• [Work request] Lines with "UChicago": please show every one of them from the listing below.

• [Source material]

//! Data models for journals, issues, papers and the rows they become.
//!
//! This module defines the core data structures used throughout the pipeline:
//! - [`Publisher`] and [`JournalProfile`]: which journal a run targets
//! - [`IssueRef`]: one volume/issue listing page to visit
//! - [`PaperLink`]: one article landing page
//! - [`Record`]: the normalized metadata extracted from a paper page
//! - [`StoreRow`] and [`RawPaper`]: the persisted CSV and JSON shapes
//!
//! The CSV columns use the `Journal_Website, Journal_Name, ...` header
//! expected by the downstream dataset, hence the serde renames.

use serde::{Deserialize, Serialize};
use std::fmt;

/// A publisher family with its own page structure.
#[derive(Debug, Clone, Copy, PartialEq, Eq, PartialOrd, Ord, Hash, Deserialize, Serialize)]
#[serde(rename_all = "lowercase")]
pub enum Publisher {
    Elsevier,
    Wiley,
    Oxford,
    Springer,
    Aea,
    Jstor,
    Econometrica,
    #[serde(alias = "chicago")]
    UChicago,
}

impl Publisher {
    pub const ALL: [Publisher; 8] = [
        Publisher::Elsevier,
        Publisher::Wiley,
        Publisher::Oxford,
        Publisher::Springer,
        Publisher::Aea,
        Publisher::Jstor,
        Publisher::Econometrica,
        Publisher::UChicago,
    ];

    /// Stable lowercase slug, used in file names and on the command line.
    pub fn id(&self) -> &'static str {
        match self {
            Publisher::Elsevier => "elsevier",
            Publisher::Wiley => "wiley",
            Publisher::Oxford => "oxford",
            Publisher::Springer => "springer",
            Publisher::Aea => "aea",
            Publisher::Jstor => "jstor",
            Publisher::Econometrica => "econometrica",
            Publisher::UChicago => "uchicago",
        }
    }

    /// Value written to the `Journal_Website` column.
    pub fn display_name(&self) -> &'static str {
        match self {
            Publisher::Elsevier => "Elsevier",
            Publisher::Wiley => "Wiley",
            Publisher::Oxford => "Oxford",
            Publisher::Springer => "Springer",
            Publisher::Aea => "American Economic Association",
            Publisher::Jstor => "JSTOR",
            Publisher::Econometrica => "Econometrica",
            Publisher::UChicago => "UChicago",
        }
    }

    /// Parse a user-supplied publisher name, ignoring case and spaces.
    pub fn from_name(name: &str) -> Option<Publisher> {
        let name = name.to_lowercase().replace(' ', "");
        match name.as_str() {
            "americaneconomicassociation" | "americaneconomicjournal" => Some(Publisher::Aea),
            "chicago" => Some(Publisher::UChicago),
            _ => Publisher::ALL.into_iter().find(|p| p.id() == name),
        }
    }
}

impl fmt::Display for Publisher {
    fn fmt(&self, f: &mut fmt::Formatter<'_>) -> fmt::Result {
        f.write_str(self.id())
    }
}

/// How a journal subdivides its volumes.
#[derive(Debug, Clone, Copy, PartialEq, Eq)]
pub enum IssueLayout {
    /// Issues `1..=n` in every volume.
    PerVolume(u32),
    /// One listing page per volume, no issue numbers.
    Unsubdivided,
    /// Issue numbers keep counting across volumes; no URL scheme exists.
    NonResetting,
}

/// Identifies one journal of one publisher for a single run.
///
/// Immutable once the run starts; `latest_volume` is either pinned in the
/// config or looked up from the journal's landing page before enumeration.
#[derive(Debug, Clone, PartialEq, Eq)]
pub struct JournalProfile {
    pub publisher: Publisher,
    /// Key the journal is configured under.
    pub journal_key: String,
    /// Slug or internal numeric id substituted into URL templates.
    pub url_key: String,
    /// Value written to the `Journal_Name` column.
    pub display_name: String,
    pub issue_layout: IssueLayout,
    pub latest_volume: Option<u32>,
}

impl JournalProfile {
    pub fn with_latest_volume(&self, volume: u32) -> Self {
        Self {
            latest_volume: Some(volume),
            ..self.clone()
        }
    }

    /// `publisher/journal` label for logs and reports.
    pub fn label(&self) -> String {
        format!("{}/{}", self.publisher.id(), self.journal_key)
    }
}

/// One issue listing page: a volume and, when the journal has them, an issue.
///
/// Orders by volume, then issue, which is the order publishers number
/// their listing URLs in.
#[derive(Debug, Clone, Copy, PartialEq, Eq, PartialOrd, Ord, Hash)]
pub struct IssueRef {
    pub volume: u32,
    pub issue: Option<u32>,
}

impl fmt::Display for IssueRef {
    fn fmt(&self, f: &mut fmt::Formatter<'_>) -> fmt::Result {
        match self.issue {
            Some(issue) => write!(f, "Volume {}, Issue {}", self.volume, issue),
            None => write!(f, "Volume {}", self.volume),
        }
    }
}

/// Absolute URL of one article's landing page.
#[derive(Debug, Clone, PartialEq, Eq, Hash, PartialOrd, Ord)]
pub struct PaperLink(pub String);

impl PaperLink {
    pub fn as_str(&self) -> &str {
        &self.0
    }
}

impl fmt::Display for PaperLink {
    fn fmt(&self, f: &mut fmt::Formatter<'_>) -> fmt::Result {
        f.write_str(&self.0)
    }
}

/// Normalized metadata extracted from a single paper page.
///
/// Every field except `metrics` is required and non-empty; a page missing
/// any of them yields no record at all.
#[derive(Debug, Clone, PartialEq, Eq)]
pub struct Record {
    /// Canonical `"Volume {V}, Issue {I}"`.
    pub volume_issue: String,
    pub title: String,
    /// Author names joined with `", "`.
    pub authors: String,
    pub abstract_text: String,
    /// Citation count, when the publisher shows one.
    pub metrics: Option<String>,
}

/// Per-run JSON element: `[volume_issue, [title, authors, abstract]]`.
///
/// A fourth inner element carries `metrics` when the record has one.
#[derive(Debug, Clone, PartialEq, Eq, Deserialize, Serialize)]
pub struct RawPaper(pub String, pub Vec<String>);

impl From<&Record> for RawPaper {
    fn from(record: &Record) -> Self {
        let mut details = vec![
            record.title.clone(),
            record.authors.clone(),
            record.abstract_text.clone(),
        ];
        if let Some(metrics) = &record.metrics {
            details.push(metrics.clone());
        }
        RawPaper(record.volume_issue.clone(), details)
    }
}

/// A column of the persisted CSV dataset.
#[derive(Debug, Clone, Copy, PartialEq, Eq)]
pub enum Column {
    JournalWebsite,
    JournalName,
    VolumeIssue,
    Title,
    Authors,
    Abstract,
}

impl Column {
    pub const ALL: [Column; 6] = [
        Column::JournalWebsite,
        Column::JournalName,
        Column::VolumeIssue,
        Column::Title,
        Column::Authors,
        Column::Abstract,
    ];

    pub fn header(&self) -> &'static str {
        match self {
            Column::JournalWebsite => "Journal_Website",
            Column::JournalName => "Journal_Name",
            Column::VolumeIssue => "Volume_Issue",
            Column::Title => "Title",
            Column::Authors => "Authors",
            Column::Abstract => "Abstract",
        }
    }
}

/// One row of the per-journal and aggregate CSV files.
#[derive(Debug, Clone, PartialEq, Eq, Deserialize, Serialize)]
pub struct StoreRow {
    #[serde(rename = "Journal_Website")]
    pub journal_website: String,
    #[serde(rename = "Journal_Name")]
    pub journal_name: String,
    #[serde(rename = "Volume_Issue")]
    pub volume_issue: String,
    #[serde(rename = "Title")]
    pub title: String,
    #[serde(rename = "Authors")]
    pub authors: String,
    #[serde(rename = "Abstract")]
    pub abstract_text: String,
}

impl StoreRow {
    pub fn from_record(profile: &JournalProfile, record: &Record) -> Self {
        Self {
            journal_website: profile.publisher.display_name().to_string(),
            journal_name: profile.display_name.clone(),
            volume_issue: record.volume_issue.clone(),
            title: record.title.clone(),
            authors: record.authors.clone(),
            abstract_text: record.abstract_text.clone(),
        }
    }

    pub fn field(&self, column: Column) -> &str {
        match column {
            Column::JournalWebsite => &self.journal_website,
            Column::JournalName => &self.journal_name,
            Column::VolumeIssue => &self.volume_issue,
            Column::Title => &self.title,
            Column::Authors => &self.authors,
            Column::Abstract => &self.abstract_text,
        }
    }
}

• [Answer space]
    UChicago,
        Publisher::UChicago,
            Publisher::UChicago => "uchicago",
            Publisher::UChicago => "UChicago",
            "chicago" => Some(Publisher::UChicago),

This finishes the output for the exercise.